Dataset START
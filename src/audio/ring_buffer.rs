// Drop-oldest ring buffer of audio chunks
//
// A bounded FIFO of recent capture chunks shared between the audio callback
// (writer) and the recognition loop (reader). The mutex is held only for the
// append and the snapshot copy, never across FFT work; the capture callback
// therefore blocks for at most one short critical section.

use std::collections::VecDeque;
use std::sync::Mutex;

/// Fixed-capacity FIFO of audio chunks. When full, the oldest chunk is
/// evicted first.
pub struct RingBuffer {
    chunks: Mutex<VecDeque<Vec<f32>>>,
    capacity: usize,
}

impl RingBuffer {
    pub fn new(capacity_chunks: usize) -> Self {
        let capacity = capacity_chunks.max(1);
        Self {
            chunks: Mutex::new(VecDeque::with_capacity(capacity)),
            capacity,
        }
    }

    /// Capacity sized to retain `ring_seconds` of audio in chunks of
    /// `chunk_seconds`.
    pub fn for_durations(ring_seconds: f64, chunk_seconds: f64) -> Self {
        let chunks = if chunk_seconds > 0.0 {
            (ring_seconds / chunk_seconds).round() as usize
        } else {
            1
        };
        Self::new(chunks)
    }

    pub fn capacity_chunks(&self) -> usize {
        self.capacity
    }

    /// Append a chunk, evicting the oldest when at capacity. Called from the
    /// capture callback; must not block beyond the lock.
    pub fn push(&self, chunk: Vec<f32>) {
        let mut chunks = self.lock();
        if chunks.len() == self.capacity {
            chunks.pop_front();
        }
        chunks.push_back(chunk);
    }

    /// Copy out the most recent `num_samples` samples in arrival order.
    /// Returns fewer when less audio is buffered; the caller checks the
    /// length.
    pub fn snapshot_last(&self, num_samples: usize) -> Vec<f32> {
        let chunks = self.lock();
        let total: usize = chunks.iter().map(|c| c.len()).sum();
        let take = total.min(num_samples);
        let mut out = Vec::with_capacity(take);
        let mut skip = total - take;
        for chunk in chunks.iter() {
            if skip >= chunk.len() {
                skip -= chunk.len();
                continue;
            }
            out.extend_from_slice(&chunk[skip..]);
            skip = 0;
        }
        out
    }

    /// Total buffered samples.
    pub fn len_samples(&self) -> usize {
        self.lock().iter().map(|c| c.len()).sum()
    }

    pub fn clear(&self) {
        self.lock().clear();
    }

    fn lock(&self) -> std::sync::MutexGuard<'_, VecDeque<Vec<f32>>> {
        // A panicked writer leaves the data structurally intact; recover.
        self.chunks.lock().unwrap_or_else(|poisoned| poisoned.into_inner())
    }
}
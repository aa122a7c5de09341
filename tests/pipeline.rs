// End-to-end pipeline test: record clips to disk, train, persist, reload,
// and classify an unseen recording through the recognizer facade.

use std::f64::consts::TAU;
use std::fs;
use std::path::{Path, PathBuf};

use voiceband::audio::wav;
use voiceband::model::trainer;
use voiceband::{
    AudioConfig, CommandModel, FeatureConfig, FeatureScaling, Recognizer, TriggerConfig,
    WindowKind,
};

const FS: u32 = 32768;
const N: usize = 4096;

struct Workspace(PathBuf);

impl Workspace {
    fn new(name: &str) -> Self {
        let root = std::env::temp_dir().join(format!(
            "voiceband_pipeline_{}_{}",
            name,
            std::process::id()
        ));
        fs::create_dir_all(&root).unwrap();
        Self(root)
    }

    fn path(&self) -> &Path {
        &self.0
    }
}

impl Drop for Workspace {
    fn drop(&mut self) {
        fs::remove_dir_all(&self.0).ok();
    }
}

fn tone(freq: f64, amplitude: f64, len: usize) -> Vec<f32> {
    (0..len)
        .map(|i| (amplitude * (TAU * freq * i as f64 / FS as f64).sin()) as f32)
        .collect()
}

fn record_clips(root: &Path, label: &str, freq: f64, clips: usize) {
    let dir = root.join(label);
    fs::create_dir_all(&dir).unwrap();
    for i in 0..clips {
        let amplitude = 0.4 + 0.02 * i as f64;
        wav::write_mono(
            &dir.join(format!("{}_{}.wav", label, i + 1)),
            &tone(freq, amplitude, N),
            FS,
        )
        .unwrap();
    }
}

fn feature_config() -> FeatureConfig {
    FeatureConfig {
        fs: FS,
        frame_len: N,
        num_bands: 3,
        window: WindowKind::Hamming,
        scaling: FeatureScaling::Linear,
    }
}

#[test]
fn train_persist_reload_and_recognize() {
    let workspace = Workspace::new("recognize");
    let root = workspace.path();

    // Three commands in clearly separated thirds of the spectrum.
    record_clips(root, "low", 2000.0, 5);
    record_clips(root, "mid", 7000.0, 5);
    record_clips(root, "high", 12000.0, 5);

    let labels: Vec<(String, String)> = ["low", "mid", "high"]
        .iter()
        .map(|l| (l.to_string(), l.to_string()))
        .collect();
    let model_path = root.join("model.json");
    trainer::train_to_file(&labels, &feature_config(), 5, root, &model_path).unwrap();

    // A fresh process would start here: reload from disk.
    let model = CommandModel::load(&model_path).unwrap();
    assert_eq!(model.commands.len(), 3);
    assert_eq!(model.num_bands, 3);

    let recognizer =
        Recognizer::new(model, TriggerConfig::default(), AudioConfig::default()).unwrap();

    // Unseen probes: nearby frequencies, different amplitude, and one clip
    // that is shorter than the frame (zero-padded by the extractor).
    let probes = [
        ("probe_low.wav", tone(2100.0, 0.3, N), "low"),
        ("probe_mid.wav", tone(6900.0, 0.6, N), "mid"),
        ("probe_high.wav", tone(11800.0, 0.5, N - 512), "high"),
    ];
    for (name, samples, expected) in &probes {
        let path = root.join(name);
        wav::write_mono(&path, samples, FS).unwrap();
        let result = recognizer.recognize_file(&path).unwrap();
        assert_eq!(&result.label, expected, "probe {}", name);
        assert_eq!(result.distances.len(), 3);
    }
}

#[test]
fn persisted_model_keeps_the_documented_field_names() {
    let workspace = Workspace::new("fields");
    let root = workspace.path();
    record_clips(root, "go", 4000.0, 5);

    let model_path = root.join("model.json");
    trainer::train_to_file(
        &[("go".to_string(), "go".to_string())],
        &feature_config(),
        5,
        root,
        &model_path,
    )
    .unwrap();

    let raw = fs::read_to_string(&model_path).unwrap();
    let value: serde_json::Value = serde_json::from_str(&raw).unwrap();
    assert_eq!(value["fs"], FS);
    assert_eq!(value["N"], N);
    assert_eq!(value["K"], 3);
    assert_eq!(value["window"], "hamming");
    assert!(value["commands"]["go"]["mean"].is_array());
    assert!(value["commands"]["go"]["std"].is_array());
    assert_eq!(value["commands"]["go"]["count"], 5);
}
Dataset END
**Work to complete:**
Only lines holding the string "FIFO" are wanted; gather each one from the entries above.

**Problem solution:**
// A bounded FIFO of recent capture chunks shared between the audio callback
/// Fixed-capacity FIFO of audio chunks. When full, the oldest chunk is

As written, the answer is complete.